Last Black D-Day combat veteran dies

By The American Legion
Honor & Remembrance
Last Black D-Day combat veteran dies
Last Black D-Day combat veteran dies

In 2013, longtime Legionnaire Henry Parham told American Legion Magazine about the story of his little-known balloon battalion that arrived in Normandy hours after invasion.

Henry Parham, believed to be the last surviving Black combat veteran of D-Day and a longtime American Legion member, died July 4 in Pittsburgh. He was 99.

Parham served as a private in the 320th Barrage Balloon Battalion on D-Day. In 2013, he was featured in an “I Am The American Legion” article in The American Legion Magazine that also included a video interview. In the video, Parham describes his service as an Army balloon crewman, taking part in defense and surveillance work that included the aftermath of the Normandy invasion, mostly at night.
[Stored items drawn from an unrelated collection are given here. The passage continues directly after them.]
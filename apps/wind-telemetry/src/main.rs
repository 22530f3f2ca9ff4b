//! Wind Telemetry Binary
//!
//! Starts the query API, the health server and the realtime poller.
//!
//! # Usage
//!
//! ```bash
//! cargo run --bin wind-telemetry
//! ```
//!
//! # Environment Variables
//!
//! - `API_URL_HISTORICAL` (or `API_URL_Historical`): Upstream URL for the full history
//! - `API_URL_LATEST` (or `API_URL_Lastest`): Upstream URL for the most recent batch
//! - `FETCH_TIMEOUT_MS`: Upstream request timeout (default: 5000)
//! - `HTTP_PORT` or `PORT`: Query API port (default: 3000)
//! - `HEALTH_PORT`: Health check and metrics port (default: 8082)
//! - `POLL_INTERVAL_SECS`: Realtime poll interval (default: 5)
//! - `REALTIME_WINDOW_SECS`: Realtime recency window (default: 5)
//! - `DEFAULT_INSTRUMENT_MODEL`: Model polled at startup (default: default)
//! - `POLLER_AUTOSTART`: Start polling at boot (default: true)
//! - `OTEL_ENABLED`: Export spans over OTLP (default: false)
//! - `RUST_LOG`: Log level (default: info)

use std::sync::Arc;
use std::time::Duration;

use anyhow::Context;
use tokio::signal;
use tokio_util::sync::CancellationToken;
use wind_telemetry::infrastructure::export::ExportRenderers;
use wind_telemetry::infrastructure::telemetry;
use wind_telemetry::{
    ApiServer, AppState, HealthServer, HealthServerState, HistoricalStore, HttpTelemetrySource,
    MetricsRejectionObserver, Poller, RealtimeStore, RecordNormalizer, ServiceConfig,
    init_metrics,
};

/// Graceful shutdown timeout.
const SHUTDOWN_TIMEOUT: Duration = Duration::from_secs(30);

#[tokio::main]
async fn main() -> anyhow::Result<()> {
    load_dotenv();

    let _telemetry_guard = telemetry::init();

    tracing::info!("Starting wind telemetry service");

    let _metrics_handle = init_metrics();

    let config = ServiceConfig::from_env().context("invalid configuration")?;
    log_config(&config);

    let shutdown_token = CancellationToken::new();

    let source = Arc::new(
        HttpTelemetrySource::new(&config.upstream).context("failed to build upstream client")?,
    );
    let normalizer = RecordNormalizer::new(Arc::new(MetricsRejectionObserver));

    let historical = Arc::new(HistoricalStore::new(source.clone(), normalizer.clone()));
    let realtime = Arc::new(RealtimeStore::new(source, normalizer));
    let poller = Arc::new(Poller::new(Arc::clone(&realtime)));

    if config.realtime.autostart {
        poller.start(
            Some(config.realtime.default_instrument_model.as_str()),
            config.realtime.poll_interval_secs,
        );
    }

    let api_server = ApiServer::new(
        config.server.http_port,
        AppState {
            historical: Arc::clone(&historical),
            realtime: Arc::clone(&realtime),
            poller: Arc::clone(&poller),
            renderers: ExportRenderers::default(),
            window_secs: config.realtime.window_secs,
            poll_interval_secs: config.realtime.poll_interval_secs,
        },
        shutdown_token.clone(),
    );

    let health_state = Arc::new(HealthServerState::new(
        env!("CARGO_PKG_VERSION").to_string(),
        historical,
        realtime,
        Arc::clone(&poller),
    ));
    let health_server = HealthServer::new(
        config.server.health_port,
        health_state,
        shutdown_token.clone(),
    );

    let api_task = tokio::spawn(async move {
        if let Err(e) = api_server.run().await {
            tracing::error!(error = %e, "API server error");
        }
    });

    let health_task = tokio::spawn(async move {
        if let Err(e) = health_server.run().await {
            tracing::error!(error = %e, "Health server error");
        }
    });

    tracing::info!("Wind telemetry service ready");

    await_shutdown(shutdown_token).await;
    poller.stop();

    if tokio::time::timeout(SHUTDOWN_TIMEOUT, async {
        let _ = tokio::join!(api_task, health_task);
    })
    .await
    .is_err()
    {
        tracing::warn!("Servers did not stop within the shutdown timeout");
    }

    tracing::info!("Wind telemetry service stopped");
    Ok(())
}

/// Log the parsed configuration.
fn log_config(config: &ServiceConfig) {
    tracing::info!(
        http_port = config.server.http_port,
        health_port = config.server.health_port,
        poll_interval_secs = config.realtime.poll_interval_secs,
        window_secs = config.realtime.window_secs,
        instrument_model = %config.realtime.default_instrument_model,
        autostart = config.realtime.autostart,
        "Configuration loaded"
    );
    tracing::debug!(
        historical_url = ?config.upstream.historical_url,
        latest_url = ?config.upstream.latest_url,
        timeout_ms = config.upstream.timeout.as_millis(),
        "Upstream endpoints"
    );

    if config.upstream.historical_url.is_none() {
        tracing::warn!("API_URL_HISTORICAL is not set, historical refreshes will be empty");
    }
    if config.upstream.latest_url.is_none() {
        tracing::warn!("API_URL_LATEST is not set, realtime refreshes will be empty");
    }
}

/// Load .env file from current directory or any ancestor directory.
fn load_dotenv() {
    if dotenvy::dotenv().is_ok() {
        return;
    }

    if let Ok(cwd) = std::env::current_dir() {
        let mut dir = cwd.as_path();
        while let Some(parent) = dir.parent() {
            let env_path = parent.join(".env");
            if env_path.exists() {
                let _ = dotenvy::from_path(&env_path);
                return;
            }
            dir = parent;
        }
    }
}

/// Wait for shutdown signal (SIGTERM or SIGINT).
#[allow(clippy::expect_used)]
async fn await_shutdown(shutdown_token: CancellationToken) {
    let ctrl_c = async {
        signal::ctrl_c()
            .await
            .expect("signal handler installation is critical for graceful shutdown");
    };

    #[cfg(unix)]
    let terminate = async {
        signal::unix::signal(signal::unix::SignalKind::terminate())
            .expect("SIGTERM handler installation is critical for graceful shutdown")
            .recv()
            .await;
    };

    #[cfg(not(unix))]
    let terminate = std::future::pending::<()>();

    tokio::select! {
        () = ctrl_c => {
            tracing::info!("Received Ctrl+C, initiating shutdown");
        }
        () = terminate => {
            tracing::info!("Received SIGTERM, initiating shutdown");
        }
    }

    shutdown_token.cancel();

    tracing::info!(
        timeout_secs = SHUTDOWN_TIMEOUT.as_secs(),
        "Graceful shutdown started"
    );
}
//! HTTP Telemetry Source
//!
//! Fetches raw records from the upstream telemetry API with `reqwest`.
//!
//! The upstream answers with a JSON envelope `{ "readings": [ ... ] }`. An
//! envelope without a `readings` array, or a body that is not JSON at all, is
//! treated as "no data" rather than an error: only transport failures and
//! non-success statuses surface as [`FetchError`].

use std::time::{Duration, Instant};

use async_trait::async_trait;
use reqwest::Client;
use serde_json::Value;

use crate::application::ports::{FetchError, FetchMode, TelemetrySourcePort};
use crate::domain::normalization::RawRecord;
use crate::infrastructure::config::UpstreamSettings;
use crate::infrastructure::metrics;

/// Telemetry source backed by the upstream HTTP API.
#[derive(Debug, Clone)]
pub struct HttpTelemetrySource {
    client: Client,
    historical_url: Option<String>,
    latest_url: Option<String>,
}

impl HttpTelemetrySource {
    /// Create a source from upstream settings.
    ///
    /// # Errors
    ///
    /// Returns `FetchError::Transport` if the HTTP client cannot be built.
    pub fn new(settings: &UpstreamSettings) -> Result<Self, FetchError> {
        Self::with_urls(
            settings.historical_url.clone(),
            settings.latest_url.clone(),
            settings.timeout,
        )
    }

    /// Create a source with explicit URLs.
    ///
    /// # Errors
    ///
    /// Returns `FetchError::Transport` if the HTTP client cannot be built.
    pub fn with_urls(
        historical_url: Option<String>,
        latest_url: Option<String>,
        timeout: Duration,
    ) -> Result<Self, FetchError> {
        let client = Client::builder()
            .timeout(timeout)
            .build()
            .map_err(|e| FetchError::Transport {
                message: e.to_string(),
            })?;

        Ok(Self {
            client,
            historical_url,
            latest_url,
        })
    }

    fn url_for(&self, mode: FetchMode) -> Option<&str> {
        match mode {
            FetchMode::Historical => self.historical_url.as_deref(),
            FetchMode::Latest => self.latest_url.as_deref(),
        }
    }

    async fn get(&self, url: &str) -> Result<Vec<RawRecord>, FetchError> {
        let response = self.client.get(url).send().await.map_err(map_reqwest)?;

        let status = response.status();
        if !status.is_success() {
            return Err(FetchError::from_status(status.as_u16()));
        }

        let body = response.bytes().await.map_err(map_reqwest)?;
        Ok(decode_envelope(&body))
    }
}

#[async_trait]
impl TelemetrySourcePort for HttpTelemetrySource {
    async fn fetch(
        &self,
        mode: FetchMode,
        instrument_model: &str,
    ) -> Result<Vec<RawRecord>, FetchError> {
        let Some(url) = self.url_for(mode) else {
            tracing::error!(mode = mode.as_str(), "Upstream URL not configured");
            return Ok(Vec::new());
        };

        let started = Instant::now();
        let result = self.get(url).await;
        metrics::record_fetch_duration(mode, started.elapsed());

        match &result {
            Ok(records) => tracing::debug!(
                mode = mode.as_str(),
                instrument_model,
                records = records.len(),
                "Fetched upstream records"
            ),
            Err(e) => tracing::warn!(
                mode = mode.as_str(),
                instrument_model,
                category = e.category(),
                error = %e,
                "Upstream fetch failed"
            ),
        }

        result
    }
}

fn map_reqwest(error: reqwest::Error) -> FetchError {
    if error.is_timeout() {
        FetchError::Timeout
    } else if let Some(status) = error.status() {
        FetchError::from_status(status.as_u16())
    } else {
        FetchError::Transport {
            message: error.to_string(),
        }
    }
}

/// Decode the `{ "readings": [...] }` envelope.
///
/// Anything structurally invalid yields an empty sequence.
#[must_use]
pub fn decode_envelope(body: &[u8]) -> Vec<RawRecord> {
    let envelope: Value = match serde_json::from_slice(body) {
        Ok(value) => value,
        Err(e) => {
            tracing::warn!(error = %e, "Upstream body is not JSON");
            return Vec::new();
        }
    };

    let Some(readings) = envelope.get("readings").and_then(Value::as_array) else {
        tracing::warn!("Upstream body has no readings array");
        return Vec::new();
    };

    readings.iter().map(RawRecord::from_value).collect()
}

#[cfg(test)]
mod tests {
    use serde_json::json;

    use super::*;

    #[test]
    fn decodes_readings_array() {
        let body = json!({
            "readings": [
                { "id": 1, "record_type": "individual_reading", "reading_data": "{}" },
                { "id": "b", "record_type": "summary" },
                "not an object"
            ]
        });
        let records = decode_envelope(body.to_string().as_bytes());

        assert_eq!(records.len(), 3);
        assert!(records[0].is_individual_reading());
        assert_eq!(records[1].record_id(), "b");
        assert_eq!(records[2], RawRecord::default());
    }

    #[test]
    fn invalid_structure_is_empty() {
        assert!(decode_envelope(b"<html>").is_empty());
        assert!(decode_envelope(b"{}").is_empty());
        assert!(decode_envelope(br#"{"readings": {"id": 1}}"#).is_empty());
        assert!(decode_envelope(b"[]").is_empty());
    }

    #[tokio::test]
    async fn missing_url_yields_empty() {
        let source = HttpTelemetrySource::new(&UpstreamSettings::default()).unwrap();
        let records = source.fetch(FetchMode::Latest, "default").await.unwrap();
        assert!(records.is_empty());
    }
}
//! Shared fixtures for integration tests.

#![allow(dead_code, clippy::unwrap_used)]

use std::sync::Arc;
use std::sync::atomic::{AtomicUsize, Ordering};

use async_trait::async_trait;
use chrono::{TimeDelta, Utc};
use parking_lot::Mutex;
use serde_json::json;

use wind_telemetry::{FetchError, FetchMode, RawRecord, TelemetrySourcePort};

/// Source that serves a fixed response and counts calls per mode.
#[derive(Debug)]
pub struct FakeSource {
    response: Mutex<Result<Vec<RawRecord>, FetchError>>,
    historical_calls: AtomicUsize,
    latest_calls: AtomicUsize,
}

impl FakeSource {
    pub fn serving(records: Vec<RawRecord>) -> Arc<Self> {
        Arc::new(Self {
            response: Mutex::new(Ok(records)),
            historical_calls: AtomicUsize::new(0),
            latest_calls: AtomicUsize::new(0),
        })
    }

    pub fn failing(error: FetchError) -> Arc<Self> {
        let source = Self::serving(Vec::new());
        source.set_response(Err(error));
        source
    }

    pub fn set_response(&self, response: Result<Vec<RawRecord>, FetchError>) {
        *self.response.lock() = response;
    }

    pub fn calls(&self, mode: FetchMode) -> usize {
        match mode {
            FetchMode::Historical => self.historical_calls.load(Ordering::SeqCst),
            FetchMode::Latest => self.latest_calls.load(Ordering::SeqCst),
        }
    }
}

#[async_trait]
impl TelemetrySourcePort for FakeSource {
    async fn fetch(
        &self,
        mode: FetchMode,
        _instrument_model: &str,
    ) -> Result<Vec<RawRecord>, FetchError> {
        match mode {
            FetchMode::Historical => self.historical_calls.fetch_add(1, Ordering::SeqCst),
            FetchMode::Latest => self.latest_calls.fetch_add(1, Ordering::SeqCst),
        };
        self.response.lock().clone()
    }
}

/// A valid individual-reading record taken `secs_ago` seconds before now.
pub fn recent_record(id: u32, position: &str, speed: f64, secs_ago: i64) -> RawRecord {
    let timestamp = Utc::now() - TimeDelta::seconds(secs_ago);
    record_at(id, position, speed, &timestamp.to_rfc3339())
}

/// A valid individual-reading record with an explicit timestamp.
pub fn record_at(id: u32, position: &str, speed: f64, timestamp: &str) -> RawRecord {
    let payload = json!({
        "position": position,
        "wind_speed": speed,
        "timestamp": timestamp,
    });
    RawRecord::individual(id, payload.to_string())
}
A 65-plus-year member of The American Legion, Parham served as post commander and district deputy. He also volunteered in VA hospitals and coordinated Memorial Day parades at area cemeteries. He most recently was a member of Squirrel Hill American Legion Post 577 in Pittsburgh.
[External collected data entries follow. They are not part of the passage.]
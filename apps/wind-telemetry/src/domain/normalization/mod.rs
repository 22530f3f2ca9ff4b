//! Record Normalizer
//!
//! Converts raw upstream records into [`Reading`]s. Upstream delivers a loose
//! envelope whose `reading_data` field carries the actual observation as an
//! embedded JSON document, so every record is decoded twice: once as part of
//! the batch, and once on its own here.
//!
//! # Policy
//!
//! - Records whose `record_type` is not `individual_reading` are skipped
//!   without notice.
//! - A record that fails validation is dropped and reported to the
//!   [`RejectionObserver`] with its identifier and a [`RejectReason`].
//! - One bad record never affects the rest of the batch.

use std::sync::Arc;

use chrono::{DateTime, Utc};
use serde::{Deserialize, Serialize};
use serde_json::Value;

use crate::domain::reading::{DEFAULT_READING_MODEL, Reading, instant_from_millis, parse_instant};

/// Discriminant marking a record as an individual reading.
pub const INDIVIDUAL_READING: &str = "individual_reading";

/// Identifier logged for records that carry no usable `id`.
const UNKNOWN_RECORD_ID: &str = "<unknown>";

// =============================================================================
// Raw Records
// =============================================================================

/// One unvalidated record from the upstream telemetry API.
///
/// All fields are kept as loose JSON so that a record with unexpected types
/// still reaches the normalizer and gets a precise rejection reason.
#[derive(Debug, Clone, Default, PartialEq, Serialize, Deserialize)]
pub struct RawRecord {
    /// Upstream record identifier (string or number).
    #[serde(default, skip_serializing_if = "Option::is_none")]
    pub id: Option<Value>,
    /// Record kind discriminant.
    #[serde(default, skip_serializing_if = "Option::is_none")]
    pub record_type: Option<Value>,
    /// Observation payload, serialized as a JSON string.
    #[serde(default, skip_serializing_if = "Option::is_none")]
    pub reading_data: Option<Value>,
    /// Instant the upstream gateway captured the record.
    #[serde(default, skip_serializing_if = "Option::is_none")]
    pub capture_timestamp: Option<Value>,
}

impl RawRecord {
    /// Build an individual-reading record around a serialized payload.
    #[must_use]
    pub fn individual(id: impl Into<Value>, reading_data: impl Into<String>) -> Self {
        Self {
            id: Some(id.into()),
            record_type: Some(Value::String(INDIVIDUAL_READING.to_string())),
            reading_data: Some(Value::String(reading_data.into())),
            capture_timestamp: None,
        }
    }

    /// Set the envelope capture timestamp.
    #[must_use]
    pub fn with_capture_timestamp(mut self, capture_timestamp: impl Into<Value>) -> Self {
        self.capture_timestamp = Some(capture_timestamp.into());
        self
    }

    /// Read a record out of an arbitrary JSON value.
    ///
    /// Non-object values produce an empty record, which the normalizer skips.
    #[must_use]
    pub fn from_value(value: &Value) -> Self {
        let field = |name: &str| value.get(name).filter(|v| !v.is_null()).cloned();
        Self {
            id: field("id"),
            record_type: field("record_type"),
            reading_data: field("reading_data"),
            capture_timestamp: field("capture_timestamp"),
        }
    }

    /// Identifier used when reporting this record.
    #[must_use]
    pub fn record_id(&self) -> String {
        match &self.id {
            Some(Value::String(id)) => id.clone(),
            Some(Value::Null) | None => UNKNOWN_RECORD_ID.to_string(),
            Some(other) => other.to_string(),
        }
    }

    /// Whether the discriminant marks this record as an individual reading.
    #[must_use]
    pub fn is_individual_reading(&self) -> bool {
        self.record_type.as_ref().and_then(Value::as_str) == Some(INDIVIDUAL_READING)
    }
}

// =============================================================================
// Rejections
// =============================================================================

/// Why a record was rejected.
#[derive(Debug, Clone, PartialEq, Eq, thiserror::Error)]
pub enum RejectReason {
    /// A required field is absent, null or empty.
    #[error("missing field `{0}`")]
    MissingField(&'static str),
    /// The embedded payload is not valid JSON.
    #[error("malformed JSON payload: {0}")]
    MalformedJson(String),
    /// The wind speed is not a finite number.
    #[error("invalid number in `{0}`")]
    InvalidNumber(&'static str),
    /// No timestamp parses to a valid instant.
    #[error("invalid date in `{0}`")]
    InvalidDate(&'static str),
}

impl RejectReason {
    /// Reason category, used as a metric label.
    #[must_use]
    pub const fn code(&self) -> &'static str {
        match self {
            Self::MissingField(_) => "missing_field",
            Self::MalformedJson(_) => "malformed_json",
            Self::InvalidNumber(_) => "invalid_number",
            Self::InvalidDate(_) => "invalid_date",
        }
    }
}

/// Receives every rejected record.
///
/// Production code logs and counts rejections; tests collect them.
pub trait RejectionObserver: Send + Sync {
    /// Called once per rejected record.
    fn on_rejected(&self, record_id: &str, reason: &RejectReason);
}

/// Observer that discards rejections.
#[derive(Debug, Default, Clone, Copy)]
pub struct IgnoreRejections;

impl RejectionObserver for IgnoreRejections {
    fn on_rejected(&self, _record_id: &str, _reason: &RejectReason) {}
}

// =============================================================================
// Normalization
// =============================================================================

/// Outcome of normalizing a single record.
#[derive(Debug, Clone, PartialEq)]
pub enum Normalized {
    /// The record is a valid reading.
    Accepted(Reading),
    /// The record is not an individual reading.
    Skipped,
    /// The record is an individual reading but failed validation.
    Rejected(RejectReason),
}

/// Classify one raw record.
///
/// `instrument_model` overrides the reading's model when non-empty;
/// otherwise [`DEFAULT_READING_MODEL`] is used.
#[must_use]
pub fn classify(raw: &RawRecord, instrument_model: &str) -> Normalized {
    if !raw.is_individual_reading() {
        return Normalized::Skipped;
    }

    match build_reading(raw, instrument_model) {
        Ok(reading) => Normalized::Accepted(reading),
        Err(reason) => Normalized::Rejected(reason),
    }
}

fn build_reading(raw: &RawRecord, instrument_model: &str) -> Result<Reading, RejectReason> {
    let payload = decode_payload(raw.reading_data.as_ref())?;

    let position = payload
        .get("position")
        .and_then(scalar_to_string)
        .filter(|p| !p.trim().is_empty())
        .ok_or(RejectReason::MissingField("position"))?;

    let speed = parse_speed(payload.get("wind_speed"))?;

    let timestamp = resolve_timestamp(
        payload.get("timestamp"),
        raw.capture_timestamp.as_ref(),
    )?;

    let model = if instrument_model.trim().is_empty() {
        DEFAULT_READING_MODEL
    } else {
        instrument_model
    };

    Ok(Reading::new(model, position, speed, timestamp))
}

fn decode_payload(reading_data: Option<&Value>) -> Result<Value, RejectReason> {
    match reading_data {
        Some(Value::String(text)) => serde_json::from_str(text)
            .map_err(|e| RejectReason::MalformedJson(e.to_string())),
        Some(Value::Null) | None => Err(RejectReason::MissingField("reading_data")),
        Some(other) => Err(RejectReason::MalformedJson(format!(
            "expected a serialized JSON string, got {}",
            json_kind(other)
        ))),
    }
}

fn parse_speed(value: Option<&Value>) -> Result<f64, RejectReason> {
    let speed = match value {
        Some(Value::Number(n)) => n.as_f64(),
        Some(Value::String(s)) => leading_number(s),
        Some(Value::Null) | None => return Err(RejectReason::MissingField("wind_speed")),
        Some(_) => None,
    };

    speed
        .filter(|s| s.is_finite())
        .ok_or(RejectReason::InvalidNumber("wind_speed"))
}

/// Leading decimal number of `text`; trailing text such as a unit suffix
/// is ignored (`"12.5 km/h"` reads as `12.5`).
fn leading_number(text: &str) -> Option<f64> {
    let text = text.trim_start();
    let end = text
        .find(|c: char| !(c.is_ascii_digit() || matches!(c, '+' | '-' | '.' | 'e' | 'E')))
        .unwrap_or(text.len());
    (1..=end).rev().find_map(|len| text[..len].parse::<f64>().ok())
}

/// Prefer the payload's own timestamp; fall back to the envelope's capture
/// timestamp when the payload has none or it does not parse.
fn resolve_timestamp(
    payload: Option<&Value>,
    capture: Option<&Value>,
) -> Result<DateTime<Utc>, RejectReason> {
    match (present(payload), present(capture)) {
        (None, None) => Err(RejectReason::MissingField("timestamp")),
        (payload, capture) => payload
            .and_then(value_to_instant)
            .or_else(|| capture.and_then(value_to_instant))
            .ok_or(RejectReason::InvalidDate("timestamp")),
    }
}

fn present(value: Option<&Value>) -> Option<&Value> {
    value.filter(|v| !v.is_null() && v.as_str() != Some(""))
}

fn value_to_instant(value: &Value) -> Option<DateTime<Utc>> {
    match value {
        Value::String(s) => parse_instant(s),
        Value::Number(n) => n.as_i64().and_then(instant_from_millis),
        _ => None,
    }
}

fn scalar_to_string(value: &Value) -> Option<String> {
    match value {
        Value::String(s) => Some(s.clone()),
        Value::Number(n) => Some(n.to_string()),
        Value::Bool(b) => Some(b.to_string()),
        _ => None,
    }
}

const fn json_kind(value: &Value) -> &'static str {
    match value {
        Value::Null => "null",
        Value::Bool(_) => "boolean",
        Value::Number(_) => "number",
        Value::String(_) => "string",
        Value::Array(_) => "array",
        Value::Object(_) => "object",
    }
}

// =============================================================================
// Record Normalizer
// =============================================================================

/// Normalizes raw batches, reporting rejections to an observer.
#[derive(Clone)]
pub struct RecordNormalizer {
    observer: Arc<dyn RejectionObserver>,
}

impl std::fmt::Debug for RecordNormalizer {
    fn fmt(&self, f: &mut std::fmt::Formatter<'_>) -> std::fmt::Result {
        f.debug_struct("RecordNormalizer").finish_non_exhaustive()
    }
}

impl Default for RecordNormalizer {
    fn default() -> Self {
        Self::new(Arc::new(IgnoreRejections))
    }
}

impl RecordNormalizer {
    /// Create a normalizer reporting to `observer`.
    #[must_use]
    pub fn new(observer: Arc<dyn RejectionObserver>) -> Self {
        Self { observer }
    }

    /// Normalize one record.
    ///
    /// Returns `None` for skipped and rejected records; rejections are
    /// reported to the observer.
    #[must_use]
    pub fn normalize(&self, raw: &RawRecord, instrument_model: &str) -> Option<Reading> {
        match classify(raw, instrument_model) {
            Normalized::Accepted(reading) => Some(reading),
            Normalized::Skipped => None,
            Normalized::Rejected(reason) => {
                self.observer.on_rejected(&raw.record_id(), &reason);
                None
            }
        }
    }

    /// Normalize a batch, preserving input order.
    ///
    /// Never fails as a whole: the result holds every record that passed.
    #[must_use]
    pub fn normalize_batch(&self, raw: &[RawRecord], instrument_model: &str) -> Vec<Reading> {
        let readings: Vec<Reading> = raw
            .iter()
            .filter_map(|record| self.normalize(record, instrument_model))
            .collect();

        tracing::debug!(
            received = raw.len(),
            accepted = readings.len(),
            instrument_model,
            "Normalized batch"
        );

        readings
    }
}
Parham’s battalion hoisted large balloons to heights of up to 2,000 feet over Omaha and Utah beaches between D-Day and August 1944, carrying out the mission during the night hours so the balloons would not be spotted by German planes. The balloons were tethered to the ground by cables fitted with small packets of explosive charges, entangling German planes and damaging or downing them.

His battalion reached Omaha Beach shortly after the arrival of the first waves landed. When the balloonists arrived, they witnessed a scene of carnage.

“We landed in water up to our necks,” Parham had said. “Once we got there we were walking over dead Germans and Americans on the beach. Bullets were falling all around us.”